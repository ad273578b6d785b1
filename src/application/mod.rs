pub mod admin;
pub mod error;
pub mod feed;
pub mod pagination;
pub mod posts;
pub mod repos;
pub mod subscriptions;
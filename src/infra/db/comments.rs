use async_trait::async_trait;
use time::OffsetDateTime;
use uuid::Uuid;

use crate::application::repos::{CommentsRepo, CreateCommentParams, RepoError};
use crate::domain::entities::CommentRecord;

use super::SqliteRepositories;
use super::map_sqlx_error;

#[derive(sqlx::FromRow)]
struct CommentRow {
    id: Uuid,
    post_id: Uuid,
    author_id: Uuid,
    author_username: String,
    text: String,
    created_at: OffsetDateTime,
}

impl From<CommentRow> for CommentRecord {
    fn from(row: CommentRow) -> Self {
        Self {
            id: row.id,
            post_id: row.post_id,
            author_id: row.author_id,
            author_username: row.author_username,
            text: row.text,
            created_at: row.created_at,
        }
    }
}

const COMMENT_SELECT: &str = "SELECT c.id, c.post_id, c.author_id, u.username AS author_username, \
     c.text, c.created_at \
     FROM comments c \
     INNER JOIN users u ON u.id = c.author_id";

#[async_trait]
impl CommentsRepo for SqliteRepositories {
    async fn list_comments(&self, post_id: Uuid) -> Result<Vec<CommentRecord>, RepoError> {
        let sql = format!(
            "{COMMENT_SELECT} WHERE c.post_id = ? ORDER BY julianday(c.created_at) DESC, c.id DESC"
        );
        let rows = sqlx::query_as::<_, CommentRow>(&sql)
            .bind(post_id)
            .fetch_all(self.pool())
            .await
            .map_err(map_sqlx_error)?;

        Ok(rows.into_iter().map(CommentRecord::from).collect())
    }

    async fn create_comment(
        &self,
        params: CreateCommentParams,
    ) -> Result<CommentRecord, RepoError> {
        let CreateCommentParams {
            post_id,
            author_id,
            text,
        } = params;

        let id = Uuid::now_v7();
        let mut tx = self.pool().begin().await.map_err(map_sqlx_error)?;

        sqlx::query(
            r#"
            INSERT INTO comments (id, post_id, author_id, text, created_at)
            VALUES (?, ?, ?, ?, ?)
            "#,
        )
        .bind(id)
        .bind(post_id)
        .bind(author_id)
        .bind(text)
        .bind(OffsetDateTime::now_utc())
        .execute(&mut *tx)
        .await
        .map_err(map_sqlx_error)?;

        let sql = format!("{COMMENT_SELECT} WHERE c.id = ?");
        let row = sqlx::query_as::<_, CommentRow>(&sql)
            .bind(id)
            .fetch_one(&mut *tx)
            .await
            .map_err(map_sqlx_error)?;

        tx.commit().await.map_err(map_sqlx_error)?;

        Ok(row.into())
    }
}
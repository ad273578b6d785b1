//! Yatube feed cache.
//!
//! Paginated feed pages are cached per feed and page number. Every write
//! that changes which posts a feed shows goes through [`CacheTrigger`],
//! which drops all pages of the affected feeds.
//!
//! ```toml
//! [cache]
//! enabled = true
//! capacity = 512
//! ttl_seconds = 20
//! ```

mod config;
mod events;
mod keys;
mod lock;
mod planner;
mod store;
mod trigger;

pub use config::CacheConfig;
pub use events::EventKind;
pub use keys::{FeedKey, ScopeKey};
pub use planner::InvalidationPlan;
pub use store::{CachedPage, FeedCache, FillTicket};
pub use trigger::{CacheTrigger, PostScopes};

pub(crate) use store::{METRIC_EVICT, METRIC_HIT, METRIC_INVALIDATED, METRIC_MISS};
mod read;
mod types;
mod write;
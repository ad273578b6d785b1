//! Post and comment rules shared by the write paths and the views.

use time::{OffsetDateTime, format_description::FormatItem, macros::format_description};

use super::error::DomainError;

pub const HUMAN_DATE_FORMAT: &[FormatItem<'static>] =
    format_description!("[day padding:none] [month repr:short] [year]");
pub const ISO_DATE_FORMAT: &[FormatItem<'static>] =
    format_description!("[year]-[month]-[day]T[hour]:[minute]:[second]Z");

const LABEL_CHARS: usize = 15;
const MAX_IMAGE_PATH_LEN: usize = 255;

/// Trim and validate the body of a post.
pub fn normalize_post_text(text: &str) -> Result<String, DomainError> {
    normalize_text(text, "post text must not be empty")
}

/// Trim and validate the body of a comment.
pub fn normalize_comment_text(text: &str) -> Result<String, DomainError> {
    normalize_text(text, "comment text must not be empty")
}

fn normalize_text(text: &str, message: &'static str) -> Result<String, DomainError> {
    let trimmed = text.trim();
    if trimmed.is_empty() {
        return Err(DomainError::validation(message));
    }
    Ok(trimmed.to_string())
}

/// Blank image paths mean "no image".
pub fn normalize_image_path(image: Option<&str>) -> Result<Option<String>, DomainError> {
    let Some(path) = image.map(str::trim).filter(|path| !path.is_empty()) else {
        return Ok(None);
    };
    if path.len() > MAX_IMAGE_PATH_LEN {
        return Err(DomainError::validation("image path is too long"));
    }
    if path.contains("..") {
        return Err(DomainError::validation(
            "image path must not traverse directories",
        ));
    }
    Ok(Some(path.to_string()))
}

/// Short label used in listings and logs: the first fifteen characters.
pub fn short_label(text: &str) -> String {
    text.chars().take(LABEL_CHARS).collect()
}

pub fn format_human_date(at: OffsetDateTime) -> String {
    at.format(HUMAN_DATE_FORMAT).unwrap_or_default()
}

pub fn format_iso_date(at: OffsetDateTime) -> String {
    at.to_offset(time::UtcOffset::UTC)
        .format(ISO_DATE_FORMAT)
        .unwrap_or_default()
}

#[cfg(test)]
mod tests {
    use time::macros::datetime;

    use super::*;

    #[test]
    fn post_text_is_trimmed() {
        let text = normalize_post_text("  hello world \n").expect("valid text");
        assert_eq!(text, "hello world");
    }

    #[test]
    fn blank_post_text_is_rejected() {
        let err = normalize_post_text(" \t\n").expect_err("blank text rejected");
        assert!(matches!(err, DomainError::Validation { .. }));
    }

    #[test]
    fn blank_comment_text_is_rejected() {
        assert!(normalize_comment_text("").is_err());
        assert_eq!(normalize_comment_text(" ok ").expect("valid"), "ok");
    }

    #[test]
    fn image_path_blank_means_none() {
        assert_eq!(normalize_image_path(None).expect("ok"), None);
        assert_eq!(normalize_image_path(Some("  ")).expect("ok"), None);
        assert_eq!(
            normalize_image_path(Some("posts/small.gif")).expect("ok"),
            Some("posts/small.gif".to_string())
        );
        assert!(normalize_image_path(Some("../etc/passwd")).is_err());
    }

    #[test]
    fn short_label_keeps_fifteen_chars() {
        assert_eq!(short_label("Тестовый пост для проверки"), "Тестовый пост д");
        assert_eq!(short_label("short"), "short");
    }

    #[test]
    fn dates_format_for_display() {
        let at = datetime!(2022-03-07 09:05:00 UTC);
        assert_eq!(format_human_date(at), "7 Mar 2022");
        assert_eq!(format_iso_date(at), "2022-03-07T09:05:00Z");
    }
}
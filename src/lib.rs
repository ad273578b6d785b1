//! Yatube: a community blogging platform with cached, paginated feeds.

pub mod application;
pub mod cache;
pub mod config;
pub mod domain;
pub mod infra;
pub mod presentation;
//! In-memory feed page storage.
//!
//! Pages live in a single LRU map keyed by `FeedKey`. Entries carry an
//! optional deadline; an expired entry reads as a miss and is dropped on the
//! spot, so reads never have to trigger invalidation elsewhere.
//!
//! Readers that fill the cache from storage take a [`FillTicket`] before the
//! storage read and hand it back to [`FeedCache::fill`]. Invalidating a feed
//! bumps its generation, so a fill that raced with a write is discarded
//! instead of caching a page that is already stale.

use std::collections::HashMap;
use std::sync::RwLock;
use std::time::{Duration, Instant};

use lru::LruCache;
use metrics::counter;
use tracing::debug;

use crate::application::pagination::Page;
use crate::domain::entities::PostRecord;

use super::config::CacheConfig;
use super::keys::{FeedKey, ScopeKey};
use super::lock::{rw_read, rw_write};

const SOURCE: &str = "cache::store";

pub(crate) const METRIC_HIT: &str = "yatube_feed_cache_hit_total";
pub(crate) const METRIC_MISS: &str = "yatube_feed_cache_miss_total";
pub(crate) const METRIC_EVICT: &str = "yatube_feed_cache_evict_total";
pub(crate) const METRIC_INVALIDATED: &str = "yatube_feed_cache_invalidated_total";

pub type CachedPage = Page<PostRecord>;

#[derive(Clone)]
struct CachedEntry {
    page: CachedPage,
    expires_at: Option<Instant>,
}

impl CachedEntry {
    fn is_expired(&self, now: Instant) -> bool {
        self.expires_at.is_some_and(|deadline| now >= deadline)
    }
}

/// Invalidation state of one feed, captured before reading it from storage.
#[derive(Debug, Clone, Copy, PartialEq, Eq)]
pub struct FillTicket {
    epoch: u64,
    generation: u64,
}

struct Pages {
    entries: LruCache<FeedKey, CachedEntry>,
    /// Scopes never invalidated since the last clear are at generation 0.
    generations: HashMap<ScopeKey, u64>,
    epoch: u64,
}

impl Pages {
    fn ticket(&self, scope: &ScopeKey) -> FillTicket {
        FillTicket {
            epoch: self.epoch,
            generation: self.generations.get(scope).copied().unwrap_or_default(),
        }
    }

    fn bump(&mut self, scope: &ScopeKey) {
        *self.generations.entry(scope.clone()).or_default() += 1;
    }

    fn insert(&mut self, key: FeedKey, entry: CachedEntry) {
        let scope = key.scope.kind();
        match self.entries.push(key.clone(), entry) {
            Some((evicted_key, _)) if evicted_key != key => {
                counter!(METRIC_EVICT, "scope" => scope).increment(1);
                debug!(evicted = %evicted_key, "Evicted cached feed page");
            }
            _ => {}
        }
    }
}

/// Shared cache of rendered-ready feed pages.
pub struct FeedCache {
    config: CacheConfig,
    pages: RwLock<Pages>,
}

impl FeedCache {
    pub fn new(config: &CacheConfig) -> Self {
        Self {
            config: config.clone(),
            pages: RwLock::new(Pages {
                entries: LruCache::new(config.capacity_non_zero()),
                generations: HashMap::new(),
                epoch: 0,
            }),
        }
    }

    pub fn config(&self) -> &CacheConfig {
        &self.config
    }

    /// TTL applied by the feed assembler when it stores a page.
    pub fn default_ttl(&self) -> Option<Duration> {
        self.config.default_ttl()
    }

    pub fn get(&self, key: &FeedKey) -> Option<CachedPage> {
        if !self.config.is_enabled() {
            return None;
        }

        let now = Instant::now();
        let mut pages = rw_write(&self.pages, SOURCE, "get");
        let hit = match pages.entries.get(key) {
            Some(entry) if !entry.is_expired(now) => Some(entry.page.clone()),
            Some(_) => {
                pages.entries.pop(key);
                debug!(key = %key, "Cached feed page expired");
                None
            }
            None => None,
        };
        drop(pages);

        let scope = key.scope.kind();
        match hit {
            Some(page) => {
                counter!(METRIC_HIT, "scope" => scope).increment(1);
                Some(page)
            }
            None => {
                counter!(METRIC_MISS, "scope" => scope).increment(1);
                None
            }
        }
    }

    /// Take before reading `scope` from storage; pass to [`FeedCache::fill`].
    pub fn ticket(&self, scope: &ScopeKey) -> FillTicket {
        rw_read(&self.pages, SOURCE, "ticket").ticket(scope)
    }

    /// Store a page; `ttl = None` keeps it until invalidated or evicted.
    pub fn set(&self, key: FeedKey, page: CachedPage, ttl: Option<Duration>) {
        if !self.config.is_enabled() {
            return;
        }

        let entry = CachedEntry {
            page,
            expires_at: ttl.map(|ttl| Instant::now() + ttl),
        };
        rw_write(&self.pages, SOURCE, "set").insert(key, entry);
    }

    /// Store a page read from storage unless its feed was invalidated since
    /// `ticket` was taken. Returns whether the page was stored.
    pub fn fill(
        &self,
        key: FeedKey,
        page: CachedPage,
        ttl: Option<Duration>,
        ticket: FillTicket,
    ) -> bool {
        if !self.config.is_enabled() {
            return false;
        }

        let mut pages = rw_write(&self.pages, SOURCE, "fill");
        if pages.ticket(&key.scope) != ticket {
            drop(pages);
            debug!(key = %key, "Discarded feed page invalidated during fill");
            return false;
        }

        let entry = CachedEntry {
            page,
            expires_at: ttl.map(|ttl| Instant::now() + ttl),
        };
        pages.insert(key, entry);
        true
    }

    pub fn invalidate(&self, key: &FeedKey) -> bool {
        let mut pages = rw_write(&self.pages, SOURCE, "invalidate");
        pages.bump(&key.scope);
        let removed = pages.entries.pop(key).is_some();
        drop(pages);

        if removed {
            counter!(METRIC_INVALIDATED, "scope" => key.scope.kind()).increment(1);
        }
        removed
    }

    /// Drop every cached page of one feed; returns how many were removed.
    pub fn invalidate_scope(&self, scope: &ScopeKey) -> usize {
        let mut pages = rw_write(&self.pages, SOURCE, "invalidate_scope");
        pages.bump(scope);
        let doomed: Vec<FeedKey> = pages
            .entries
            .iter()
            .filter(|(key, _)| &key.scope == scope)
            .map(|(key, _)| key.clone())
            .collect();
        for key in &doomed {
            pages.entries.pop(key);
        }
        drop(pages);

        if !doomed.is_empty() {
            counter!(METRIC_INVALIDATED, "scope" => scope.kind()).increment(doomed.len() as u64);
        }
        doomed.len()
    }

    pub fn clear_all(&self) {
        let mut pages = rw_write(&self.pages, SOURCE, "clear_all");
        pages.entries.clear();
        pages.generations.clear();
        pages.epoch += 1;
    }

    pub fn len(&self) -> usize {
        rw_read(&self.pages, SOURCE, "len").entries.len()
    }

    pub fn is_empty(&self) -> bool {
        self.len() == 0
    }
}

#[cfg(test)]
mod tests {
    use std::panic::{AssertUnwindSafe, catch_unwind};

    use time::OffsetDateTime;
    use uuid::Uuid;

    use crate::application::pagination::PageRequest;

    use super::*;

    fn sample_post(text: &str) -> PostRecord {
        PostRecord {
            id: Uuid::now_v7(),
            text: text.to_string(),
            image: None,
            author_id: Uuid::now_v7(),
            author_username: "SteveJ".to_string(),
            author_name: "Steve Jobs".to_string(),
            group_id: None,
            group_slug: None,
            group_title: None,
            created_at: OffsetDateTime::now_utc(),
        }
    }

    fn sample_page(text: &str) -> CachedPage {
        Page::new(vec![sample_post(text)], PageRequest::new(1, 10), 1)
    }

    #[test]
    fn set_then_get_returns_page() {
        let cache = FeedCache::new(&CacheConfig::default());
        let key = FeedKey::index(1);
        assert!(cache.get(&key).is_none());

        cache.set(key.clone(), sample_page("cache-cache-cache"), None);

        let cached = cache.get(&key).expect("cached page");
        assert_eq!(cached.items[0].text, "cache-cache-cache");
    }

    #[test]
    fn invalidate_removes_single_page() {
        let cache = FeedCache::new(&CacheConfig::default());
        cache.set(FeedKey::index(1), sample_page("one"), None);
        cache.set(FeedKey::index(2), sample_page("two"), None);

        assert!(cache.invalidate(&FeedKey::index(1)));
        assert!(!cache.invalidate(&FeedKey::index(1)));

        assert!(cache.get(&FeedKey::index(1)).is_none());
        assert!(cache.get(&FeedKey::index(2)).is_some());
    }

    #[test]
    fn invalidate_scope_drops_every_page_of_that_feed_only() {
        let cache = FeedCache::new(&CacheConfig::default());
        cache.set(FeedKey::group("test-slug1", 1), sample_page("a"), None);
        cache.set(FeedKey::group("test-slug1", 2), sample_page("b"), None);
        cache.set(FeedKey::group("test-slug2", 1), sample_page("c"), None);
        cache.set(FeedKey::index(1), sample_page("d"), None);

        let removed = cache.invalidate_scope(&ScopeKey::Group("test-slug1".into()));

        assert_eq!(removed, 2);
        assert!(cache.get(&FeedKey::group("test-slug1", 1)).is_none());
        assert!(cache.get(&FeedKey::group("test-slug1", 2)).is_none());
        assert!(cache.get(&FeedKey::group("test-slug2", 1)).is_some());
        assert!(cache.get(&FeedKey::index(1)).is_some());
    }

    #[test]
    fn clear_all_empties_cache() {
        let cache = FeedCache::new(&CacheConfig::default());
        cache.set(FeedKey::index(1), sample_page("a"), None);
        cache.set(FeedKey::follow(Uuid::nil(), 1), sample_page("b"), None);
        assert_eq!(cache.len(), 2);

        cache.clear_all();

        assert!(cache.is_empty());
        assert!(cache.get(&FeedKey::index(1)).is_none());
    }

    #[test]
    fn expired_entries_read_as_miss() {
        let cache = FeedCache::new(&CacheConfig::default());
        cache.set(FeedKey::index(1), sample_page("a"), Some(Duration::ZERO));

        assert!(cache.get(&FeedKey::index(1)).is_none());
        assert!(cache.is_empty());
    }

    #[test]
    fn unexpired_entries_survive() {
        let cache = FeedCache::new(&CacheConfig::default());
        cache.set(
            FeedKey::index(1),
            sample_page("a"),
            Some(Duration::from_secs(60)),
        );
        assert!(cache.get(&FeedKey::index(1)).is_some());
    }

    #[test]
    fn lru_eviction_respects_capacity() {
        let config = CacheConfig {
            capacity: 2,
            ..Default::default()
        };
        let cache = FeedCache::new(&config);

        cache.set(FeedKey::index(1), sample_page("1"), None);
        cache.set(FeedKey::index(2), sample_page("2"), None);
        assert!(cache.get(&FeedKey::index(1)).is_some());

        cache.set(FeedKey::index(3), sample_page("3"), None);

        assert!(cache.get(&FeedKey::index(1)).is_some());
        assert!(cache.get(&FeedKey::index(2)).is_none());
        assert!(cache.get(&FeedKey::index(3)).is_some());
    }

    #[test]
    fn disabled_cache_never_stores() {
        let config = CacheConfig {
            enabled: false,
            ..Default::default()
        };
        let cache = FeedCache::new(&config);
        cache.set(FeedKey::index(1), sample_page("a"), None);

        assert!(cache.is_empty());
        assert!(cache.get(&FeedKey::index(1)).is_none());
    }

    #[test]
    fn store_recovers_from_poisoned_lock() {
        let cache = FeedCache::new(&CacheConfig::default());

        let _ = catch_unwind(AssertUnwindSafe(|| {
            let _guard = cache.pages.write().expect("pages lock should be acquired");
            panic!("poison pages lock");
        }));

        cache.set(FeedKey::index(1), sample_page("a"), None);
        assert!(cache.get(&FeedKey::index(1)).is_some());
    }

    #[test]
    fn fill_with_current_ticket_stores_page() {
        let cache = FeedCache::new(&CacheConfig::default());
        let key = FeedKey::index(1);
        let ticket = cache.ticket(&key.scope);

        assert!(cache.fill(key.clone(), sample_page("a"), None, ticket));
        assert!(cache.get(&key).is_some());
    }

    #[test]
    fn fill_after_scope_invalidation_is_discarded() {
        let cache = FeedCache::new(&CacheConfig::default());
        let key = FeedKey::index(1);
        let ticket = cache.ticket(&key.scope);

        // Nothing is cached yet; the invalidation must still win.
        assert_eq!(cache.invalidate_scope(&ScopeKey::Index), 0);

        assert!(!cache.fill(key.clone(), sample_page("stale"), None, ticket));
        assert!(cache.get(&key).is_none());

        let fresh = cache.ticket(&key.scope);
        assert!(cache.fill(key.clone(), sample_page("fresh"), None, fresh));
    }

    #[test]
    fn fill_after_clear_all_is_discarded() {
        let cache = FeedCache::new(&CacheConfig::default());
        let key = FeedKey::group("test-slug1", 1);
        cache.invalidate_scope(&key.scope);
        let ticket = cache.ticket(&key.scope);

        cache.clear_all();

        assert!(!cache.fill(key, sample_page("a"), None, ticket));
    }

    #[test]
    fn invalidating_other_feed_keeps_ticket_valid() {
        let cache = FeedCache::new(&CacheConfig::default());
        let key = FeedKey::index(1);
        let ticket = cache.ticket(&key.scope);

        cache.invalidate_scope(&ScopeKey::Author("SteveJ".into()));

        assert!(cache.fill(key, sample_page("a"), None, ticket));
    }
}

━━━━

**PROMPT**.
Go through the listing above, and whenever a line holds the word "body", copy it.

**ANSWER BELOW**.
/// Trim and validate the body of a post.
/// Trim and validate the body of a comment.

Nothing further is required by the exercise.